Abbreviations: CI, confidence interval; CSTE, Council of State and Territorial Epidemiologists; DNC, did not calculate due to insufficient sample size of exposed; HUS, hemolytic uremic syndrome; OR, odds ratio; TMP-SMX, trimethoprim-sulfamethoxazole

In sensitivity analyses, imputing the values of cases whose charts reported antibiotic use but did not indicate if use was before the reference date produced the same trend among definitions (Appendix, Table A.1). The association was strongest using the age-focused definition, followed by hospital diagnosis, and the hematology-focused and CSTE definitions. Restricting the analysis to cases with bloody diarrhea yielded results similar to those in the primary analysis (Appendix, Table A.2). Specifically, the point estimates for all except the CSTE definition increased modestly (e.g. from 1.94 to 2.09 for hospital diagnosis). Using the CSTE definition decreased the OR from 1.57 to 1.50. Restricting the analysis to cases who did not receive antibiotics prior to hospitalization, point estimates were attenuated, with the largest difference observed for hospital diagnosis, from 1.94 to 1.58 (Appendix, Table A.2).

DISCUSSION

We found that the strength of the association between antibiotic treatment and HUS varies with the definition of HUS applied, though there is substantial overlap among confidence intervals. Notably, each definition yielded an effect estimate in the direction of increased HUS risk after having received antibiotics. The variation in effect sizes was modest, and all effect sizes were within clinically meaningful ranges. However, 95% confidence intervals for the CSTE and hematology-focused definitions did not exclude 1.0. The greatest estimate, using the agefocused definition, was 2.29, corresponding to a 129% increase in HUS risk when antibiotics are given. In other words, assuming an HUS prevalence of 15–18% typical among children infected with E. coli O157:H7 (Karch et al., 2005; Klein et al., 2002), for every 6–7 cases given antibiotics, one excess HUS case will result. This number needed to treat to cause harm (i.e. HUS) slightly exceeds that reported by Wong, et al (2012).

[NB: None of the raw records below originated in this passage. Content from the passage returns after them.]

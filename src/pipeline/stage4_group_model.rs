use anyhow::{Context, Result};
use tracing::{info, warn};

use crate::ctx::{Ctx, GROUP_MODEL_COLUMN, fitted_column, intensity_column};
use crate::model::cache::{CacheOutcome, fit_or_load};
use crate::model::group::predict_group_means;
use crate::model::{GroupModelSpec, fit_group_model, summarize_groups};
use crate::pipeline::Stage;
use crate::table::{Column, ColumnKind, ModelRef};

pub struct Stage4GroupModel;

impl Stage4GroupModel {
    pub fn new() -> Self {
        Self
    }
}

impl Stage for Stage4GroupModel {
    fn name(&self) -> &'static str {
        "stage4_group_model"
    }

    fn run(&self, ctx: &mut Ctx) -> Result<()> {
        let response = intensity_column(&ctx.plan.response_pattern);

        let mut summaries = Vec::new();
        {
            let collection = ctx.collection()?;
            for covariate in &ctx.plan.group_covariates {
                if collection.column_kind(covariate) == Some(ColumnKind::Factor) {
                    summaries.extend(summarize_groups(collection, &response, covariate)?);
                }
            }
        }
        ctx.group_summaries = summaries;

        if ctx.plan.group_covariates.is_empty() {
            info!("no group covariates; group model skipped");
            return Ok(());
        }

        let spec = GroupModelSpec::new(
            response.clone(),
            ctx.plan.group_covariates.clone(),
            ctx.plan.variance_covariates.clone(),
        );
        let model_id = spec.model_id();
        let (model, outcome) = {
            let collection = ctx.collection()?;
            let config = &ctx.config;
            let fitter = ctx.engines.regression.as_ref();
            fit_or_load(
                &ctx.output.model_cache_dir,
                &model_id,
                config.model_cache_policy,
                || fit_group_model(collection, &spec, config, fitter),
            )
            .with_context(|| format!("group model '{}' failed", model_id))?
        };

        let stale = {
            let collection = ctx.collection()?;
            model
                .snapshot
                .sample_ids
                .iter()
                .any(|id| collection.row_of(id).is_none())
        };
        if outcome == CacheOutcome::Loaded && stale {
            warn!(model = %model_id, "cached group model was fitted on different samples");
            ctx.warnings.push(format!(
                "cached model '{}' references samples absent from the input",
                model_id
            ));
        }

        let fitted = predict_group_means(&model, ctx.collection()?)?;
        let rows = ctx.collection()?.len();
        let fitted_name = fitted_column(&ctx.plan.response_pattern);
        let collection = ctx.collection_mut()?;
        collection.append_column(
            GROUP_MODEL_COLUMN,
            Column::ModelRef(vec![
                ModelRef {
                    model_id: model_id.clone()
                };
                rows
            ]),
        )?;
        collection.append_column(fitted_name, Column::Scalar(fitted))?;

        info!(
            model = %model_id,
            cached = outcome == CacheOutcome::Loaded,
            coefficients = model.coefficients.len(),
            "group_model_ready"
        );
        ctx.group_model = Some(model);
        ctx.group_model_source = Some(outcome);
        Ok(())
    }
}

Overall, infected adults received antibiotics more frequently than did infected children. This striking difference could reflect that most E. coli O157:H7 and HUS research has focused on pediatric populations, which is appropriate given the much greater incidence of E. coli O157:H7 infections and HUS in this age group. Interestingly, there were inter-annual fluctuations in antibiotic use in both age groups. Our study also provides an opportunity to examine secular changes in antibiotic selection relative to United States cohorts from the 1990s and early 2000s. For example, in an earlier study of 259 children under age 10 infected with E. coli O157:H7, trimethoprim-sulfamethoxazole was used in 9 cases (25% of those receiving antibiotics) and metronidazole was used in only 3 (Wong et al., 2012). A study of E. coli O157:H7 cases <20 years-old reported sulfonamide use in 16% of controls and nitroimidazoles in only 2% (Smith et al., 2012). Trimethoprim-sulfamethoxazole, the only sulfonamidecontaining antibiotic we documented in this cohort, was administered to only 2 of the 32 antibiotic-receiving cases <20 years-old and to none of those under age 10. Conversely, nitroimidazoles (primarily metronidazole) were administered to 16 cases <20-years-old and 4 of the 13 antibiotic-receiving cases <10 years-old.

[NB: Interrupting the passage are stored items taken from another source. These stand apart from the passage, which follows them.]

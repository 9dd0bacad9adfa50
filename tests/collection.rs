use kira_ppa::table::{Column, ColumnKind, ModelRef, SampleCollection};

fn ids(names: &[&str]) -> Vec<String> {
    names.iter().map(|s| s.to_string()).collect()
}

#[test]
fn rejects_duplicate_and_empty_ids() {
    assert!(SampleCollection::new(ids(&["a", "a"])).is_err());
    assert!(SampleCollection::new(ids(&["a", " "])).is_err());
    let c = SampleCollection::new(ids(&["a", "b"])).unwrap();
    assert_eq!(c.len(), 2);
    assert_eq!(c.row_of("b"), Some(1));
    assert_eq!(c.row_of("z"), None);
}

#[test]
fn append_keeps_order_and_checks_length() {
    let mut c = SampleCollection::new(ids(&["a", "b", "c"])).unwrap();
    c.append_column("grade", Column::Factor(vec![Some("1".into()), None, Some("2".into())]))
        .unwrap();
    c.append_column("age", Column::Scalar(vec![Some(50.0), Some(61.0), None]))
        .unwrap();

    let err = c
        .append_column("short", Column::Scalar(vec![Some(1.0)]))
        .unwrap_err();
    assert!(err.to_string().contains("1 entries for 3 rows"));
    assert!(c.append_column("age", Column::Scalar(vec![None; 3])).is_err());
    assert!(c.append_column("", Column::Scalar(vec![None; 3])).is_err());

    let names: Vec<&str> = c.column_names().collect();
    assert_eq!(names, vec!["grade", "age"]);
    assert_eq!(c.column_kind("grade"), Some(ColumnKind::Factor));
    assert_eq!(c.names_of_kind(ColumnKind::Scalar), vec!["age".to_string()]);
}

#[test]
fn typed_access_checks_kind() {
    let mut c = SampleCollection::new(ids(&["a"])).unwrap();
    c.append_column("age", Column::Scalar(vec![Some(1.0)])).unwrap();
    c.append_column(
        "model",
        Column::ModelRef(vec![ModelRef {
            model_id: "m1".into(),
        }]),
    )
    .unwrap();
    assert!(c.scalars("age").is_ok());
    let err = c.factors("age").unwrap_err();
    assert!(err.to_string().contains("expected factor"));
    assert_eq!(c.model_refs("model").unwrap()[0].model_id, "m1");
    assert!(c.patterns("missing").is_err());
}

#[test]
fn align_by_id_restores_row_order() {
    let c = SampleCollection::new(ids(&["a", "b", "c"])).unwrap();
    let aligned = c
        .align_by_id(vec![
            ("c".to_string(), 3),
            ("a".to_string(), 1),
            ("b".to_string(), 2),
        ])
        .unwrap();
    assert_eq!(aligned, vec![1, 2, 3]);

    assert!(c.align_by_id(vec![("a".to_string(), 1)]).is_err());
    assert!(
        c.align_by_id(vec![
            ("a".to_string(), 1),
            ("a".to_string(), 1),
            ("b".to_string(), 2),
        ])
        .is_err()
    );
    assert!(
        c.align_by_id(vec![
            ("a".to_string(), 1),
            ("b".to_string(), 2),
            ("x".to_string(), 3),
        ])
        .is_err()
    );
}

For all antibiotic classes, risk estimates were in the direction of an increased likelihood of developing HUS after receipt of antibiotics. While confidence intervals were wide, barring a definitive conclusion that specific classes are harmful, we found no suggestion of a protective effect for any class. The strongest effect was observed for β-lactam antibiotics using the agefocused definition (OR 2.87), similar to the odds ratio of 4.3 for β-lactams reported by Smith et al. (2012). Studies of the Shiga toxin-producing and enteroaggregative O104:H4 outbreak strain have renewed interest in azithromycin as a potential treatment (Nitschke et al., 2012). Though macrolides (100% azithromycin) were not used frequently in our study, 1 to 3 of the 10 cases receiving them progressed to HUS, depending on definition. The 2 cases with the greatest definition consensus received azithromycin alone. Wong et al. (2012) reported a frequency of 25% HUS among children receiving azithromycin, and Smith et al. (2012) identified azithromycin use in 5% of HUS cases vs. 2% of controls, though in no single study was the association statistically significant. Nonetheless, current data fail to exonerate azithromycin as a risk factor for HUS in E. coli O157:H7 infections, and we caution against its use pending further data.

Despite the broad range of effect estimates in the literature, we found consistency between reported effect estimates and those found in our study. Using a definition of HUS most similar to the age-specific definition, Wong et al. estimated an OR of 3.6 (Wong et al., 2012). The OR estimate from the age-focused definition (OR=2.29) was closest to that reported in a recent meta-analysis among studies with low risk of bias (OR=2.24) (Freedman et al., 2016). This definition requires specific criteria for hematocrit, platelets, and serum creatinine, with the latter based on normal upper limit for age. This set of criteria likely excludes some cases with mild disease, but it is sensitive to the sometimes small absolute changes in serum creatinine seen in very young children with kidney injury.

Hospital diagnosis yielded similar results as the age-focused definition, varying primarily in its inclusion of somewhat milder cases, such as those with anemia and thrombocytopenia but without azotemia. Given the large number of facilities at which patients were hospitalized, this reassuring consistency suggests that hospital diagnosis could be used if specific laboratory values are not available (e.g. as in a retrospective study), with the caveat that some mild cases will likely be included.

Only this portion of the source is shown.